Albertan collaboration tests early warning and pest monitoring system

In Alberta, a wireless, self-sufficient imaging device the size of a credit card is being tested.

The IoT (Internet of Things) imager known as “Firefly” is being studied for use in the early detection of diseases and pest outbreaks in crops.

To this end, Alberta-based LEAN Systems and technology partner Proxilogica have teamed up with Agriculture and Agri-Food Canada at the Lethbridge Research Development Center (AAFC-LeRDC).

Dr. Anne Smith, researcher at LeRDC, and colleagues Drs. Jonathan Neilson and Charles Geddes have developed low-cost imaging platforms for digital image capture and image analysis of plant development in growing rooms, greenhouses and laboratories.

Used in commercial agriculture, the device can be used in virtually any environment and for any crop, with the exception of mushrooms, as the device requires light to operate.

Bill Halina, managing director of LEAN Systems, says two research groups at AAFC have started deployment in greenhouse and shelf propagation environments, with four more pending. “As we bring more to market this summer, we have also set up some commercial greenhouse operations in the Lethbridge area and are open to interest from all segments of the market.”
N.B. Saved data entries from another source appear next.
//! Credential records and drafts.
//!
//! A `Credential` is a persisted record in the vault. A `CredentialDraft`
//! carries only the user-supplied fields; the vault assigns the derived
//! fields (id, creation time) on append. OTP code generation from the
//! stored secret is not this crate's concern.

use chrono::{DateTime, Utc};
use serde::{Deserialize, Serialize};
use uuid::Uuid;

/// Stable identity of a stored credential.
///
/// Assigned by the vault on append and preserved across in-place updates.
#[derive(Debug, Clone, Copy, PartialEq, Eq, Hash, Serialize, Deserialize)]
#[serde(transparent)]
pub struct CredentialId(Uuid);

impl CredentialId {
    pub(crate) fn new() -> Self {
        Self(Uuid::new_v4())
    }
}

impl std::fmt::Display for CredentialId {
    fn fmt(&self, f: &mut std::fmt::Formatter<'_>) -> std::fmt::Result {
        self.0.fmt(f)
    }
}

/// A stored secret/account record.
#[derive(Debug, Clone, PartialEq, Eq, Serialize, Deserialize)]
pub struct Credential {
    /// Vault-assigned identity, stable across edits.
    pub id: CredentialId,
    /// Issuing service ("GitHub", "Fastmail", ...).
    pub issuer: String,
    /// Account label within the issuer (usually an email or username).
    pub account: String,
    /// Shared secret the OTP generator consumes. Opaque here.
    pub secret: String,
    /// When the record was first appended to the vault.
    pub created_at: DateTime<Utc>,
}

impl Credential {
    /// Human-readable label for list views.
    pub fn label(&self) -> String {
        if self.account.is_empty() {
            self.issuer.clone()
        } else {
            format!("{} ({})", self.issuer, self.account)
        }
    }
}

/// User-supplied fields of a credential, before the vault owns it.
#[derive(Debug, Clone, Default, PartialEq, Eq)]
pub struct CredentialDraft {
    pub issuer: String,
    pub account: String,
    pub secret: String,
}

impl CredentialDraft {
    pub fn new(
        issuer: impl Into<String>,
        account: impl Into<String>,
        secret: impl Into<String>,
    ) -> Self {
        Self {
            issuer: issuer.into(),
            account: account.into(),
            secret: secret.into(),
        }
    }

    /// Returns true when no field has been filled in yet.
    pub fn is_empty(&self) -> bool {
        self.issuer.is_empty() && self.account.is_empty() && self.secret.is_empty()
    }
}
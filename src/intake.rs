//! File intake: turns a dropped or picked path into a validated [`FileHandle`]
//! and builds the preview shown next to the upload progress.

use crate::error::{ScanError, NOT_AN_IMAGE};
use anyhow::{Context, Result};
use base64::Engine as _;
use reqwest::Url;
use serde::Serialize;
use std::path::{Path, PathBuf};
use std::sync::Arc;

/// Where a file selection came from. Intake treats both the same way.
#[derive(Debug, Clone, Copy, PartialEq, Eq, Serialize)]
pub enum IntakeSource {
    /// Dropped onto the upload area (a terminal paste of a path).
    Drop,
    /// Chosen through the path prompt or given on the command line.
    Picker,
}

/// A user-selected file with its declared media type.
#[derive(Debug, Clone, PartialEq, Eq)]
pub struct FileHandle {
    pub name: String,
    pub path: PathBuf,
    pub media_type: String,
    pub source: IntakeSource,
}

impl FileHandle {
    pub fn from_path(path: impl Into<PathBuf>, source: IntakeSource) -> Self {
        let path = path.into();
        let name = path
            .file_name()
            .map(|n| n.to_string_lossy().into_owned())
            .unwrap_or_else(|| path.display().to_string());
        let media_type = declared_media_type(&path).to_string();
        Self {
            name,
            path,
            media_type,
            source,
        }
    }
}

/// Media type declared for a path, derived from its extension.
pub fn declared_media_type(path: &Path) -> &'static str {
    let ext = path
        .extension()
        .and_then(|e| e.to_str())
        .map(|e| e.to_ascii_lowercase());
    match ext.as_deref() {
        Some("jpg") | Some("jpeg") => "image/jpeg",
        Some("png") => "image/png",
        Some("gif") => "image/gif",
        Some("bmp") => "image/bmp",
        Some("webp") => "image/webp",
        Some("tif") | Some("tiff") => "image/tiff",
        Some("heic") => "image/heic",
        Some("svg") => "image/svg+xml",
        Some("dcm") => "application/dicom",
        Some("txt") => "text/plain",
        Some("pdf") => "application/pdf",
        _ => "application/octet-stream",
    }
}

pub fn is_image_media_type(media_type: &str) -> bool {
    media_type
        .split_once('/')
        .map(|(top, sub)| top.eq_ignore_ascii_case("image") && !sub.is_empty())
        .unwrap_or(false)
}

/// Reject anything not declared as an image. Runs before any network activity.
pub fn validate(handle: &FileHandle) -> Result<(), ScanError> {
    if is_image_media_type(&handle.media_type) {
        Ok(())
    } else {
        Err(ScanError::validation(NOT_AN_IMAGE))
    }
}

/// Normalise text dropped onto the terminal into a single path.
///
/// Handles quoting, percent-encoded `file://` URIs and backslash-escaped
/// spaces as emitted by common terminal emulators. Only the first non-empty
/// line is used.
pub fn parse_dropped_path(text: &str) -> Option<PathBuf> {
    let line = text.lines().map(str::trim).find(|l| !l.is_empty())?;

    let unquoted = ['\'', '"']
        .iter()
        .find_map(|q| line.strip_prefix(*q).and_then(|rest| rest.strip_suffix(*q)))
        .unwrap_or(line);

    if unquoted.starts_with("file://") {
        return Url::parse(unquoted).ok()?.to_file_path().ok();
    }

    let unescaped = unquoted.replace("\\ ", " ");
    if unescaped.is_empty() {
        return None;
    }
    Some(PathBuf::from(unescaped))
}

/// Transient highlight state of the upload area. Never touches the session.
///
/// Terminals report no drag hover, so the highlight follows the path prompt:
/// opening it enters the zone, typing keeps it active, cancelling leaves it.
#[derive(Debug, Default, Clone, Copy)]
pub struct DropZone {
    pub drag_active: bool,
}

#[derive(Debug, Clone, Copy, PartialEq, Eq)]
pub enum DragEvent {
    Enter,
    Over,
    Leave,
}

impl DropZone {
    pub fn on_drag(&mut self, ev: DragEvent) {
        self.drag_active = matches!(ev, DragEvent::Enter | DragEvent::Over);
    }

    /// A drop ends any highlight and yields a handle for the dropped text, if
    /// it names a path.
    pub fn on_drop(&mut self, text: &str) -> Option<FileHandle> {
        self.drag_active = false;
        parse_dropped_path(text).map(|p| FileHandle::from_path(p, IntakeSource::Drop))
    }
}

/// Renderable preview of a selected file. Cloning shares the encoded buffer.
#[derive(Debug, Clone, PartialEq, Eq, Serialize)]
pub struct Preview {
    #[serde(skip)]
    pub data_url: Arc<str>,
    pub bytes: usize,
}

impl Preview {
    pub fn from_bytes(media_type: &str, bytes: &[u8]) -> Self {
        let payload = base64::engine::general_purpose::STANDARD.encode(bytes);
        Self {
            data_url: Arc::from(format!("data:{media_type};base64,{payload}")),
            bytes: bytes.len(),
        }
    }
}

/// Read the file and encode it as a data URL. Runs independently of the upload.
pub async fn load_preview(handle: &FileHandle) -> Result<Preview> {
    let bytes = tokio::fs::read(&handle.path)
        .await
        .with_context(|| format!("read {}", handle.path.display()))?;
    Ok(Preview::from_bytes(&handle.media_type, &bytes))
}

/// The file currently owned by a session.
#[derive(Debug, Clone, PartialEq, Eq, Serialize)]
pub struct SelectedFile {
    pub name: String,
    pub media_type: String,
    pub preview: Option<Preview>,
}

impl SelectedFile {
    pub fn new(handle: &FileHandle) -> Self {
        Self {
            name: handle.name.clone(),
            media_type: handle.media_type.clone(),
            preview: None,
        }
    }
}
For the past two years, Smith and Neilson have worked with LEAN Systems to test this technology. The early systems have been shown to be effective in capturing images of greenhouse plants and then uploading them remotely to a central server. The images can then be downloaded by the user. Image analysis logs can be used to automatically extract information about plant growth over time.

In the meantime, employees have started the first data collection campaign that collects thousands of sensor readings and images of insect traps and plant structures. “We need this data to train the machine learning systems so that they can differentiate between benign and harmful insects and also identify disease signatures in leaves,” says Halina.

There are two ways Firefly can support greenhouse producers: monitoring and analysis.

“First and foremost, arrays of fireflies provide area-wide, round-the-clock scouting services looking for pest and disease outbreaks,” says Halina. In this case, quick responses can prevent rapid spread and widespread losses. Hence, the system would be configured to send email / SMS alerts to the pest control personnel. “

The second serves as a preventive decision support tool. “Analysis software with access to extensive historical measurements of all environmental readings and positive / negative results as determined from the images will be able to generate preventative warnings when conditions that have caused problems in the past are in the current state of the.” Greenhouse. For example, the machine learning system could determine that a combination of higher relative humidity, lower light levels and lower air speed correlate with mold outbreaks and therefore provide a “heat map” of where conditions should be adjusted to avoid such problems, ”explains Halinaina. “Prevention is much better than cure.”

According to Dr. David Southwell, CEO of Proxilogica Corporation, is behind the Firefly architecture “large fleets of tiny imagers that maximize space coverage with enough intelligence on board to preprocess data and securely transfer it to the cloud, where bird’s eye view maps are located.” built. AI-supported analysis functions can be carried out both at the edge and at the core, which drastically reduces network traffic and thus enables fleet scaling. “

Halina says that in the future it will be possible to communicate directly with third-party management software or closed environmental control systems. “We know that modern greenhouses are already equipped with monitoring and control systems – these are usually centralized. What we’re bringing to the table here is a complementary approach that emphasizes fleets of tiny devices that can create 2D maps (or even 3D in the case of vertical farms) of conditions and capture variations and microclimate within a facility. “

The technology also has applications in the field. Says Southwell, “We are starting in CEA areas and will shortly be making the imagers more robust and adapting them for more demanding outdoor horticultural applications, including UAV platforms.”